今日の英語
tabula rasa 予備知識や先入観のない白紙状態
ラテン語による表現(*1) 。tabula は tablet や table の語源の語で「板」。rasa は scraped とか erased とかの意味で「かき消された」。つまり tabula rasa は、文字などが消されて何も書かれていない板という意味。そのことから、予備知識や先入観のない白紙状態を表す。
英語としては時々使われる表現のようで、OALDにも載っている。
tabula rasa | Oxford Advanced Learner's Dictionary
辞書ページにあるように、発音は /ˌtæbjʊlə ˈrɑːzə/ (タビュラ ラーザ) となる。
検索すると、哲学で使われる用語でもあるようだ。
何か新しい事態に向かう時、予備知識なしの tabula rasa ではまずい場合もあるだろう。一方何か習い事をするときなど、先入観や過去の経験を忘れ去れ、頭をまっさらにした tabula rasa 状態のほうがよい場合があるだろうと思う。

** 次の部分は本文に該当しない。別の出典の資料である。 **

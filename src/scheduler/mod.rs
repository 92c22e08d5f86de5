mod conflict;
mod error;
mod mutations;
mod queries;

pub use error::SchedulerError;

use std::collections::HashMap;

use tokio::sync::OwnedRwLockWriteGuard;
use ulid::Ulid;

use crate::model::Calendar;
use crate::store::Store;

/// Guards on every calendar a mutation touches, plus an index from
/// person id to guard position.
pub(super) type LockedCalendars = (
    Vec<OwnedRwLockWriteGuard<Calendar>>,
    HashMap<Ulid, usize>,
);

/// The scheduler: conflict detection and roster mutation over the
/// record store. No state of its own between calls — every request is
/// validated against the then-current store contents.
pub struct Scheduler {
    pub store: Store,
}

impl Scheduler {
    pub fn new(store: Store) -> Self {
        Self { store }
    }

    /// Write-lock every participant's calendar before the check-then-write
    /// sequence, in sorted id order to prevent deadlocks between requests
    /// sharing participants. Requests with disjoint participants never
    /// contend.
    pub(super) async fn lock_calendars(
        &self,
        participants: &[Ulid],
    ) -> Result<LockedCalendars, SchedulerError> {
        let mut ids = participants.to_vec();
        ids.sort();
        ids.dedup();

        let mut guards = Vec::with_capacity(ids.len());
        let mut index = HashMap::new();
        for id in ids {
            let cal = self
                .store
                .calendar(&id)
                .ok_or(SchedulerError::NotFound(id))?;
            index.insert(id, guards.len());
            guards.push(cal.write_owned().await);
        }
        Ok((guards, index))
    }
}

実は私は tabula rasa という表現を知らず、今週こちらのNature誌の記事を見て知った。ニュースにもなったが、一昨年来話題になった囲碁AIのAlphaGoがさらに進化豹変を遂げ、AlphaGo Zeroとなった研究開発論文だ。Nature誌は購読していないと本文は読めないが、Abstractは閲覧できる(*2)。
http://www.nature.com/nature/journal/v550/n7676/full/nature24270.html
Abstractで以下のように使用されている。和訳はNature日本語要約からの引用。

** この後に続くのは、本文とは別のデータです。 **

pub mod model;
pub mod observability;
pub mod scheduler;
pub mod store;
pub mod wire;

an algorithm that learns, tabula rasa, superhuman proficiency
「白紙」の状態から学習し超人的な上達を示すアルゴリズム
Starting tabula rasa, our new program AlphaGo Zero achieved...

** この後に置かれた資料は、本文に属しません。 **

use std::sync::Arc;

use dashmap::DashMap;
use tokio::sync::RwLock;
use ulid::Ulid;

use crate::model::*;

pub type SharedCalendar = Arc<RwLock<Calendar>>;

/// The record store: teacher/student rows, per-person calendars, and
/// class rows. Person rows are immutable after creation; calendars are
/// mutated under their own write locks; class rows are rewritten whole.
pub struct Store {
    teachers: DashMap<Ulid, Person>,
    students: DashMap<Ulid, Person>,
    /// Name → id of the FIRST person created with that name. Names are
    /// not unique — the index is a lookup key, not an identity.
    teacher_names: DashMap<String, Ulid>,
    student_names: DashMap<String, Ulid>,
    calendars: DashMap<Ulid, SharedCalendar>,
    classes: DashMap<Ulid, ClassRow>,
}

impl Default for Store {
    fn default() -> Self {
        Self::new()
    }
}

impl Store {
    pub fn new() -> Self {
        Self {
            teachers: DashMap::new(),
            students: DashMap::new(),
            teacher_names: DashMap::new(),
            student_names: DashMap::new(),
            calendars: DashMap::new(),
            classes: DashMap::new(),
        }
    }

    // ── Person rows ──────────────────────────────────────────

    fn insert_person(
        table: &DashMap<Ulid, Person>,
        index: &DashMap<String, Ulid>,
        calendars: &DashMap<Ulid, SharedCalendar>,
        name: &str,
    ) -> Person {
        let person = Person {
            id: Ulid::new(),
            name: name.to_string(),
        };
        table.insert(person.id, person.clone());
        index.entry(name.to_string()).or_insert(person.id);
        calendars.insert(person.id, Arc::new(RwLock::new(Calendar::new(person.id))));
        person
    }

    /// Insert a teacher row. Duplicate names are allowed and stay
    /// distinct entities.
    pub fn create_teacher(&self, name: &str) -> Person {
        Self::insert_person(&self.teachers, &self.teacher_names, &self.calendars, name)
    }

    /// Insert a student row. Same policy as teachers.
    pub fn create_student(&self, name: &str) -> Person {
        Self::insert_person(&self.students, &self.student_names, &self.calendars, name)
    }

    /// Exact-name lookup, creating the row if absent. Returns the first
    /// student ever created with this name when duplicates exist.
    pub fn find_or_create_student(&self, name: &str) -> Ulid {
        if let Some(id) = self.student_names.get(name) {
            return *id.value();
        }
        self.create_student(name).id
    }

    pub fn get_teacher(&self, id: &Ulid) -> Option<Person> {
        self.teachers.get(id).map(|e| e.value().clone())
    }

    pub fn get_student(&self, id: &Ulid) -> Option<Person> {
        self.students.get(id).map(|e| e.value().clone())
    }

    pub fn contains_teacher(&self, id: &Ulid) -> bool {
        self.teachers.contains_key(id)
    }

    fn list_sorted(table: &DashMap<Ulid, Person>) -> Vec<Person> {
        let mut rows: Vec<Person> = table.iter().map(|e| e.value().clone()).collect();
        rows.sort_by(|a, b| a.name.cmp(&b.name).then(a.id.cmp(&b.id)));
        rows
    }

    pub fn list_teachers(&self) -> Vec<Person> {
        Self::list_sorted(&self.teachers)
    }

    pub fn list_students(&self) -> Vec<Person> {
        Self::list_sorted(&self.students)
    }

    // ── Calendars ────────────────────────────────────────────

    pub fn calendar(&self, person_id: &Ulid) -> Option<SharedCalendar> {
        self.calendars.get(person_id).map(|e| e.value().clone())
    }

    // ── Class rows ───────────────────────────────────────────

    pub fn get_class(&self, id: &Ulid) -> Option<ClassRow> {
        self.classes.get(id).map(|e| e.value().clone())
    }

    /// Insert or fully rewrite a class row.
    pub fn put_class(&self, row: ClassRow) {
        self.classes.insert(row.id, row);
    }

    pub fn remove_class(&self, id: &Ulid) -> Option<ClassRow> {
        self.classes.remove(id).map(|(_, row)| row)
    }
}

#[cfg(test)]
mod tests {
    use super::*;

    #[test]
    fn duplicate_names_stay_distinct() {
        let store = Store::new();
        let a = store.create_teacher("Ada");
        let b = store.create_teacher("Ada");
        assert_ne!(a.id, b.id);
        assert_eq!(store.list_teachers().len(), 2);
    }

    #[test]
    fn find_or_create_reuses_first_row() {
        let store = Store::new();
        let first = store.create_student("Ben");
        let _second = store.create_student("Ben");
        assert_eq!(store.find_or_create_student("Ben"), first.id);
        assert_eq!(store.list_students().len(), 2);
    }

    #[test]
    fn find_or_create_inserts_exactly_one() {
        let store = Store::new();
        let id = store.find_or_create_student("Cleo");
        assert_eq!(store.find_or_create_student("Cleo"), id);
        assert_eq!(store.list_students().len(), 1);
        assert!(store.calendar(&id).is_some());
    }

    #[test]
    fn listing_is_name_sorted() {
        let store = Store::new();
        store.create_teacher("Zoe");
        store.create_teacher("Ada");
        store.create_teacher("Mia");
        let names: Vec<String> = store.list_teachers().into_iter().map(|p| p.name).collect();
        assert_eq!(names, ["Ada", "Mia", "Zoe"]);
    }

    #[test]
    fn class_rows_rewrite_whole() {
        let store = Store::new();
        let t = store.create_teacher("Ada");
        let id = Ulid::new();
        store.put_class(ClassRow {
            id,
            teacher_id: t.id,
            subject: "Maths".into(),
            day: Weekday::Monday,
            span: Span::new(540, 600),
            roster: vec![],
        });
        let mut row = store.get_class(&id).unwrap();
        row.subject = "Physics".into();
        store.put_class(row);
        assert_eq!(store.get_class(&id).unwrap().subject, "Physics");
        assert!(store.remove_class(&id).is_some());
        assert!(store.remove_class(&id).is_none());
    }
}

今回の新しい「アルファ碁ゼロ」は、白紙状態から始めて、...
今回登場したAlphaGo Zeroは、囲碁の基本ルールを学んだだけで、人間が長年に渡り研究して作りあげた定石やプロの棋譜を一切学ばない白紙 (zero) の状態、つまり tabula rasa 状態から自己対局による自学自習だけで強くなり、トップ棋士に勝利したAlphaGo(*3) に100戦全勝したという。AlphaGoの登場も衝撃だったが、今回のAlphaGo Zeroもすごい衝撃である。AI技術の進歩という点からも、また何千年の間に人間が考え出した手法 (定石) をコンピューターが数十日で上回り、さらに人知の及ばない新しい手法を生み出したという点で。
Nature誌のこちらの紹介記事では、論文の筆頭著者でありAlphaGoのメイン開発者である David Silver が今回の AlphaGo Zeroについて語っている動画を見ることができる。
Self-taught AI is best yet at strategy game Go : Nature News & Comment
"tabula raza learning" の一般的な手法を開発したことの重要性を述べている。上述のように、英語発音は「タビュラ ラーザ」。
*1. ラテン語表記は通常斜体にするが、面倒なのでそのまま(正体?)にしておく
*2. この記事は2017年10月21日(土)深夜に投稿したが、Natureサイトはこの週末にメンテナンスを行うとのことでその間はアクセスできない。
*3. 前回のAlphaGo関連記事。
その後2017年5月、AlphaGoは中国のトップ棋士である柯潔を相手に3戦3勝し、AlphaGo開発者のDeepMind社 Demis Hassabis は、AlphaGoは人間との対戦から引退することを宣言していた。そして今回のAlphaGo Zeroの発表となった。